WHAT IS NEEDED:
Please give back word for word the lines below, from the first one through the one with "let token = read_key(&storage, TOKEN_KEY);".

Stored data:

Segment Open

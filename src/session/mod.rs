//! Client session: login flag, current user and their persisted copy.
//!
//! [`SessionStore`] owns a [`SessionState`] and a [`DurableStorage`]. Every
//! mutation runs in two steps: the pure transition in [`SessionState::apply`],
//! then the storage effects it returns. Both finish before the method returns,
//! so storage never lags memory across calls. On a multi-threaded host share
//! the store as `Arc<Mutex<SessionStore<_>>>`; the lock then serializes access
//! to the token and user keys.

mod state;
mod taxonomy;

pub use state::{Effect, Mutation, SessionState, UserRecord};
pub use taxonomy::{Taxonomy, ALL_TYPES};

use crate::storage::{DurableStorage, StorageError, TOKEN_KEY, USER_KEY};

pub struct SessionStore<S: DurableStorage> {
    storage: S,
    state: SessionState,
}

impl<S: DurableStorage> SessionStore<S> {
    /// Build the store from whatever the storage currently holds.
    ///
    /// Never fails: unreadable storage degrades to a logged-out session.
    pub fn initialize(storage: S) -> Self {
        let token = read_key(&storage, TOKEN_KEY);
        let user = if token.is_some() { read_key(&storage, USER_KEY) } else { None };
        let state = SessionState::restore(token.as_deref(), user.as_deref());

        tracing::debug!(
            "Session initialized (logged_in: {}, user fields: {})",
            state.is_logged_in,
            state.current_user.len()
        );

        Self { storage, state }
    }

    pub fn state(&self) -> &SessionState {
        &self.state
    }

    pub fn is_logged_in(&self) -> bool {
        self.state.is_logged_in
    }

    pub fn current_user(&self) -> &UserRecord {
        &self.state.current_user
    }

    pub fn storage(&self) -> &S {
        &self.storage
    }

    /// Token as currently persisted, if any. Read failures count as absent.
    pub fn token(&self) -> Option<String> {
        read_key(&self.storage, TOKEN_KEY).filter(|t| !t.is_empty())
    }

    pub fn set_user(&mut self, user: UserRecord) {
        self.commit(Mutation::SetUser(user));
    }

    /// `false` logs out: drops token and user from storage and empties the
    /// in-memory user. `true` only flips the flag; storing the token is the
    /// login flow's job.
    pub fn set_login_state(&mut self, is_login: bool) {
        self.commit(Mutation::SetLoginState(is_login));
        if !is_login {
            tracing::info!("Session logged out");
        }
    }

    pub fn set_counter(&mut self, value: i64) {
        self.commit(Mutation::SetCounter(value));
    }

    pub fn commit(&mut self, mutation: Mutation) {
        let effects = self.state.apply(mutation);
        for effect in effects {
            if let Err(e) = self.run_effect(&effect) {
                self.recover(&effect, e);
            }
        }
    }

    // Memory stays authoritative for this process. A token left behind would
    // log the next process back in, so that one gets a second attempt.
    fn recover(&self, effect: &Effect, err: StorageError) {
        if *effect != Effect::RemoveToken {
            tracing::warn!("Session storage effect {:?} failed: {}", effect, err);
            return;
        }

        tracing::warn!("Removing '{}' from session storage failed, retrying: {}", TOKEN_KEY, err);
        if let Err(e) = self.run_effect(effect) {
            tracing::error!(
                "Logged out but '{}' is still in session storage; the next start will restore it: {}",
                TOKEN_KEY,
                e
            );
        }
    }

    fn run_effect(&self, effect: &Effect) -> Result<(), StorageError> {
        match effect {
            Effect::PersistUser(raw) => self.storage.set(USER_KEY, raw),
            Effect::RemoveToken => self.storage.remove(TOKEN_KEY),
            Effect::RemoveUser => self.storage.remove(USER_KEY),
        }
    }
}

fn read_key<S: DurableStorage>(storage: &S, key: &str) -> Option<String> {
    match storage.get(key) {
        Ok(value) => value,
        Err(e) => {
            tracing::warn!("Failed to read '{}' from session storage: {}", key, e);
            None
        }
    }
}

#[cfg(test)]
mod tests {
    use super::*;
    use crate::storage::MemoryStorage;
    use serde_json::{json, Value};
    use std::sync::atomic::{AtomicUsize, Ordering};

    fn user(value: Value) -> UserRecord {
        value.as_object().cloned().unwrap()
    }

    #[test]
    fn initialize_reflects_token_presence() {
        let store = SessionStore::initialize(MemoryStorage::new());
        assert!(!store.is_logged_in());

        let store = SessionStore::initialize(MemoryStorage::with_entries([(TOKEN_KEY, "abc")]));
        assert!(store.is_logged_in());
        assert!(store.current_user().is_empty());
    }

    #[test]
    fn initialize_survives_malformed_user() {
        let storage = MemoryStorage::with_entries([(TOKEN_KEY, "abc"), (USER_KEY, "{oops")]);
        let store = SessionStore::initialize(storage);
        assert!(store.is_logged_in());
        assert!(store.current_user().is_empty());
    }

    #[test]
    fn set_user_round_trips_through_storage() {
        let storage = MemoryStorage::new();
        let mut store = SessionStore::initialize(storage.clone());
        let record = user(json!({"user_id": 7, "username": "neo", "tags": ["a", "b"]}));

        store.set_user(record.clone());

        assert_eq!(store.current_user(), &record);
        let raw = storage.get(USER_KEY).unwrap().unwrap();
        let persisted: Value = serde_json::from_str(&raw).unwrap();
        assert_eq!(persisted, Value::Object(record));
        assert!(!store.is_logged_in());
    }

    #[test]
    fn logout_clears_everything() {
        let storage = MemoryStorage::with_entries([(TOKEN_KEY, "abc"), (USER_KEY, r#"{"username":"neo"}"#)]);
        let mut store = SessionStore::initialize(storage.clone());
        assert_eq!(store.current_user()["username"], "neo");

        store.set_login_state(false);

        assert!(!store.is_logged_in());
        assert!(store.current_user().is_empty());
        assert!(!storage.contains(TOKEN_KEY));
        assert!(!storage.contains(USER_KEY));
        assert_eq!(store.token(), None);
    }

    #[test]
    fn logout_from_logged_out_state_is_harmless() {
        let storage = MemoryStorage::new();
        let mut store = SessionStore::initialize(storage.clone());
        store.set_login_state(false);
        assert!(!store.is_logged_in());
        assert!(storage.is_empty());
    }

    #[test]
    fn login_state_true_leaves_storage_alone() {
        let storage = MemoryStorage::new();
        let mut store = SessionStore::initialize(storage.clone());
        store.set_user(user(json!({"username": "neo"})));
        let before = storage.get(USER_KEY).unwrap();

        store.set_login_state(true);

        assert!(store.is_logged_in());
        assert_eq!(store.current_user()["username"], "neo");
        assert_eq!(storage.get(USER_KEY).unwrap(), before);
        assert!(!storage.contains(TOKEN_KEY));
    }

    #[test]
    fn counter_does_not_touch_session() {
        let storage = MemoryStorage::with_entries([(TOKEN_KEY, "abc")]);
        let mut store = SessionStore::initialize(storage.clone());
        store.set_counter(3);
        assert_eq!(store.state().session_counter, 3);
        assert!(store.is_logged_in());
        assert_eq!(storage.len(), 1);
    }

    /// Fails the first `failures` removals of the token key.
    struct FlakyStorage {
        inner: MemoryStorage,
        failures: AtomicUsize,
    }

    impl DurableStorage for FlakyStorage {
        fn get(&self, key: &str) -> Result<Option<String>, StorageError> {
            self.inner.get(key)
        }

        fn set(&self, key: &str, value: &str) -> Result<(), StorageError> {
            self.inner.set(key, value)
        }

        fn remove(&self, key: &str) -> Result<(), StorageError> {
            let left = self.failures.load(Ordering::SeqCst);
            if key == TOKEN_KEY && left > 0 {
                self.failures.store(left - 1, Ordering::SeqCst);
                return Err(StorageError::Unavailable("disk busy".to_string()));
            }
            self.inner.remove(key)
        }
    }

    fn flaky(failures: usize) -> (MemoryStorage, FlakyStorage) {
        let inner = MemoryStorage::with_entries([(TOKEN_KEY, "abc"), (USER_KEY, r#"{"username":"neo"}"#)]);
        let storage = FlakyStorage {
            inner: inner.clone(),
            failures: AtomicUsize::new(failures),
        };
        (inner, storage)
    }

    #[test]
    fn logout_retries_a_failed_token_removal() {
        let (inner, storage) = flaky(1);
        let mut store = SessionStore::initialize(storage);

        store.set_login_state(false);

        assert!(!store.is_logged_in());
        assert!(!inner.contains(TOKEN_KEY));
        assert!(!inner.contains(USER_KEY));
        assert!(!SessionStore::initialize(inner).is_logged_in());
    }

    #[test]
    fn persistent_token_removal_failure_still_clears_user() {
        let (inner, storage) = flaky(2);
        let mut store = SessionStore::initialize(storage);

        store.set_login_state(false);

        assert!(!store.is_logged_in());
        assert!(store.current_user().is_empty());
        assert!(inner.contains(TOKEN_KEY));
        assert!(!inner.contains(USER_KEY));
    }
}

Segment Closed

OUTPUT FOR THIS EXERCISE:
filename src/session/mod.rs
//! Client session: login flag, current user and their persisted copy.
//!
//! [`SessionStore`] owns a [`SessionState`] and a [`DurableStorage`]. Every
//! mutation runs in two steps: the pure transition in [`SessionState::apply`],
//! then the storage effects it returns. Both finish before the method returns,
//! so storage never lags memory across calls. On a multi-threaded host share
//! the store as `Arc<Mutex<SessionStore<_>>>`; the lock then serializes access
//! to the token and user keys.

mod state;
mod taxonomy;

pub use state::{Effect, Mutation, SessionState, UserRecord};
pub use taxonomy::{Taxonomy, ALL_TYPES};

use crate::storage::{DurableStorage, StorageError, TOKEN_KEY, USER_KEY};

pub struct SessionStore<S: DurableStorage> {
    storage: S,
    state: SessionState,
}

impl<S: DurableStorage> SessionStore<S> {
    /// Build the store from whatever the storage currently holds.
    ///
    /// Never fails: unreadable storage degrades to a logged-out session.
    pub fn initialize(storage: S) -> Self {
        let token = read_key(&storage, TOKEN_KEY);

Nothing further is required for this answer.